Task brief –
Within the lines below, find those that hold the string "aicp" and copy each one.

** Records for this task follows **

//! Filter-wrapper stream backend.
//!
//! Composes a [`Filter`] onto a child stream: reads pull child bytes
//! through the transform, writes push caller bytes through it before they
//! reach the child, and sync flushes the transform's tail with the
//! end-of-stream flag before syncing the child. When the child hits end of
//! stream while the transform still holds staged output, draining proceeds
//! through task postings so each chunk is delivered from the worker like
//! any other completion.
//!
//! [`Filter`]: crate::filter::Filter

use std::time::Duration;

use log::{trace, warn};

use crate::aico::{Aico, Op};
use crate::filter::{Filter, Spak};
use crate::stream::{
    AsyncStream, Backend, ClosFunc, OpenFunc, ReadFunc, SeekFunc, StreamState, SyncFunc, TaskFunc,
    WriteFunc,
};
use crate::State;

pub(crate) struct FilterBackend {
    pub child: AsyncStream,
    pub filter: Option<Filter>,
    // Drain chunks are delivered through this anchor once the child is
    // closed and can no longer carry task postings.
    pub task: Option<Aico>,
}

impl FilterBackend {
    pub fn new(child: AsyncStream, filter: Filter) -> FilterBackend {
        FilterBackend {
            child,
            filter: Some(filter),
            task: None,
        }
    }
}

impl AsyncStream {
    /// The wrapped stream behind a filter stream.
    pub fn filter_child(&self) -> Option<AsyncStream> {
        match &*self.core.backend.lock() {
            Backend::Filter(state) => Some(state.child.clone()),
            _ => None,
        }
    }

    /// Replaces the filter; only meaningful before open.
    pub fn set_filter(&self, filter: Filter) -> bool {
        let mut backend = self.core.backend.lock();
        match &mut *backend {
            Backend::Filter(state) => {
                state.filter = Some(filter);
                true
            }
            _ => false,
        }
    }
}

fn child_of(stream: &AsyncStream) -> Option<AsyncStream> {
    stream.filter_child()
}

fn take_filter(stream: &AsyncStream) -> Option<Filter> {
    match &mut *stream.core.backend.lock() {
        Backend::Filter(state) => state.filter.take(),
        _ => None,
    }
}

fn put_filter(stream: &AsyncStream, filter: Filter) {
    if let Backend::Filter(state) = &mut *stream.core.backend.lock() {
        state.filter = Some(filter);
    }
}

fn task_aico(stream: &AsyncStream) -> Option<Aico> {
    match &*stream.core.backend.lock() {
        Backend::Filter(state) => state.task,
        _ => None,
    }
}

pub(crate) fn open(stream: &AsyncStream, func: OpenFunc) -> bool {
    let child = match child_of(stream) {
        Some(child) => child,
        None => {
            stream.open_done(State::Failed, func);
            return true;
        }
    };
    {
        let mut filter = match take_filter(stream) {
            Some(filter) => filter,
            None => {
                stream.open_done(State::Failed, func);
                return true;
            }
        };
        let opened = filter.open();
        put_filter(stream, filter);
        if !opened {
            stream.open_done(State::Failed, func);
            return true;
        }
    }
    match stream.core.aicp.attach_task() {
        Ok(task) => {
            if let Backend::Filter(state) = &mut *stream.core.backend.lock() {
                state.task = Some(task);
            }
        }
        Err(_) => {
            stream.open_done(State::OutOfMemory, func);
            return true;
        }
    }

    if child.state() == StreamState::Opened {
        stream.open_done(State::Ok, func);
        return true;
    }

    let this = stream.clone();
    let mut slot = Some(func);
    child.open(Box::new(move |_child: &AsyncStream, state: State| {
        if let Some(func) = slot.take() {
            this.open_done(state, func);
        }
    }))
}

pub(crate) fn read(stream: &AsyncStream, size: usize, func: ReadFunc) -> bool {
    let child = match child_of(stream) {
        Some(child) => child,
        None => return false,
    };
    let this = stream.clone();
    let mut func = func;
    child.read(
        size,
        Box::new(move |_child: &AsyncStream, state: State, data: &[u8]| {
            match state {
                State::Ok => {
                    let mut filter = match take_filter(&this) {
                        Some(filter) => filter,
                        None => return false,
                    };
                    let keep_going = match filter.spak(data, size, 0) {
                        Spak::Data(bytes) => {
                            this.advance_offset(bytes.len());
                            func(&this, State::Ok, bytes)
                                && this.state() == StreamState::Opened
                        }
                        // Not enough transformed bytes yet: keep feeding.
                        Spak::None => true,
                        Spak::Eof => {
                            func(&this, State::Closed, &[]);
                            false
                        }
                    };
                    put_filter(&this, filter);
                    keep_going
                }
                State::Closed => {
                    // Child end: drain what the transform still holds.
                    trace!("filter stream: child closed, draining");
                    let mut slot = Some(std::mem::replace(
                        &mut func,
                        Box::new(|_: &AsyncStream, _: State, _: &[u8]| false),
                    ));
                    drain(&this, size, &mut slot);
                    false
                }
                state => {
                    func(&this, state, &[]);
                    false
                }
            }
        }),
    )
}

// Delivers one staged chunk per task posting until the ring runs dry.
fn drain(stream: &AsyncStream, size: usize, slot: &mut Option<ReadFunc>) {
    let mut func = match slot.take() {
        Some(func) => func,
        None => return,
    };
    let mut filter = match take_filter(stream) {
        Some(filter) => filter,
        None => return,
    };
    let verdict = match filter.spak(&[], size, -1) {
        Spak::Data(bytes) => {
            stream.advance_offset(bytes.len());
            let again = func(stream, State::Ok, bytes) && stream.state() == StreamState::Opened;
            Some(again)
        }
        Spak::Eof | Spak::None => None,
    };
    put_filter(stream, filter);
    match verdict {
        Some(true) => {
            let anchor = match task_aico(stream) {
                Some(anchor) => anchor,
                None => return,
            };
            let this = stream.clone();
            let mut slot = Some(func);
            let posted = stream.core.aicp.run_after(
                anchor,
                Duration::ZERO,
                Box::new(move |aice| {
                    if aice.state == State::Ok {
                        drain(&this, size, &mut slot);
                    } else if let Some(mut func) = slot.take() {
                        let _ = func(&this, aice.state, &[]);
                    }
                    false
                }),
            );
            if !posted {
                warn!("filter stream: drain task refused");
            }
        }
        Some(false) => {}
        None => {
            let _ = func(stream, State::Closed, &[]);
        }
    }
}

pub(crate) fn write(stream: &AsyncStream, data: Vec<u8>, func: WriteFunc) -> bool {
    let child = match child_of(stream) {
        Some(child) => child,
        None => return false,
    };
    let mut filter = match take_filter(stream) {
        Some(filter) => filter,
        None => return false,
    };
    enum Pushed {
        Absorbed,
        Bytes(Vec<u8>),
        Ended,
    }
    let out = match filter.spak(&data, 0, 0) {
        Spak::Data(bytes) => Pushed::Bytes(bytes.to_vec()),
        Spak::None => Pushed::Absorbed,
        Spak::Eof => Pushed::Ended,
    };
    put_filter(stream, filter);

    match out {
        Pushed::Ended => {
            let mut func = func;
            let _ = func(stream, State::Closed, 0, data.len());
            true
        }
        // The transform absorbed everything; the write is complete.
        Pushed::Absorbed => {
            stream.advance_offset(data.len());
            let mut func = func;
            let _ = func(stream, State::Ok, data.len(), data.len());
            true
        }
        Pushed::Bytes(bytes) => {
            let this = stream.clone();
            let total = data.len();
            let mut func = func;
            child.write(
                &bytes,
                Box::new(move |_child: &AsyncStream, state: State, _real, _size| {
                    let _ = match state {
                        State::Ok => {
                            this.advance_offset(total);
                            func(&this, State::Ok, total, total)
                        }
                        state => func(&this, state, 0, total),
                    };
                    false
                }),
            )
        }
    }
}

#[allow(dead_code)]
pub(crate) fn seek(stream: &AsyncStream, _offset: u64, func: SeekFunc) -> bool {
    func(stream, State::NotSupported, stream.offset());
    true
}

pub(crate) fn sync(stream: &AsyncStream, closing: bool, func: SyncFunc) -> bool {
    flush_then_sync(stream, closing, func)
}

// Flushes the transform tail into the child, then syncs the child.
fn flush_then_sync(stream: &AsyncStream, closing: bool, func: SyncFunc) -> bool {
    let child = match child_of(stream) {
        Some(child) => child,
        None => return false,
    };
    let mut filter = match take_filter(stream) {
        Some(filter) => filter,
        None => return false,
    };
    let out = match filter.spak(&[], 0, if closing { -1 } else { 1 }) {
        Spak::Data(bytes) => Some(bytes.to_vec()),
        Spak::None | Spak::Eof => None,
    };
    put_filter(stream, filter);

    match out {
        Some(bytes) => {
            let this = stream.clone();
            let mut slot = Some(func);
            child.write(
                &bytes,
                Box::new(move |_child: &AsyncStream, state: State, _real, _size| {
                    let func = match slot.take() {
                        Some(func) => func,
                        None => return false,
                    };
                    if state == State::Ok {
                        // There may be more tail staged than one write.
                        let _ = flush_then_sync(&this, closing, func);
                    } else {
                        func(&this, state);
                    }
                    false
                }),
            )
        }
        None => {
            let this = stream.clone();
            let mut slot = Some(func);
            if closing {
                child.sync_closing(Box::new(move |_c: &AsyncStream, state: State| {
                    if let Some(func) = slot.take() {
                        func(&this, state);
                    }
                }))
            } else {
                child.sync(Box::new(move |_c: &AsyncStream, state: State| {
                    if let Some(func) = slot.take() {
                        func(&this, state);
                    }
                }))
            }
        }
    }
}

pub(crate) fn task(stream: &AsyncStream, delay: Duration, func: TaskFunc) -> bool {
    let child = match child_of(stream) {
        Some(child) => child,
        None => return false,
    };
    let this = stream.clone();
    let mut func = func;
    child.task(
        delay,
        Box::new(move |_child: &AsyncStream, state: State| func(&this, state)),
    )
}

pub(crate) fn clos(stream: &AsyncStream, func: ClosFunc) -> bool {
    if let Some(mut filter) = take_filter(stream) {
        filter.clos();
        put_filter(stream, filter);
    }
    release_task(stream);
    let child = match child_of(stream) {
        Some(child) => child,
        None => {
            func(stream, State::Ok);
            return true;
        }
    };
    if child.state() != StreamState::Opened && !child.is_killed() {
        func(stream, State::Ok);
        return true;
    }
    let this = stream.clone();
    let mut slot = Some(func);
    child.clos(Box::new(move |_child: &AsyncStream, state: State| {
        if let Some(func) = slot.take() {
            func(&this, state);
        }
    }))
}

pub(crate) fn close_quietly(stream: &AsyncStream) {
    if let Some(mut filter) = take_filter(stream) {
        filter.clos();
        put_filter(stream, filter);
    }
    release_task(stream);
    if let Some(child) = child_of(stream) {
        let _ = child.clos(Box::new(|_: &AsyncStream, _: State| {}));
    }
}

fn release_task(stream: &AsyncStream) {
    let task = match &mut *stream.core.backend.lock() {
        Backend::Filter(state) => state.task.take(),
        _ => None,
    };
    if let Some(task) = task {
        stream
            .core
            .aicp
            .post(task, Op::Clos, None, Box::new(|_| false));
    }
}

pub(crate) fn kill(stream: &AsyncStream) {
    if let Some(task) = task_aico(stream) {
        stream.core.aicp.cancel(task);
    }
    if let Some(child) = child_of(stream) {
        child.kill();
    }
}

** End of Records for this task **

Result of this task –
    match stream.core.aicp.attach_task() {
            let posted = stream.core.aicp.run_after(
            .aicp
        stream.core.aicp.cancel(task);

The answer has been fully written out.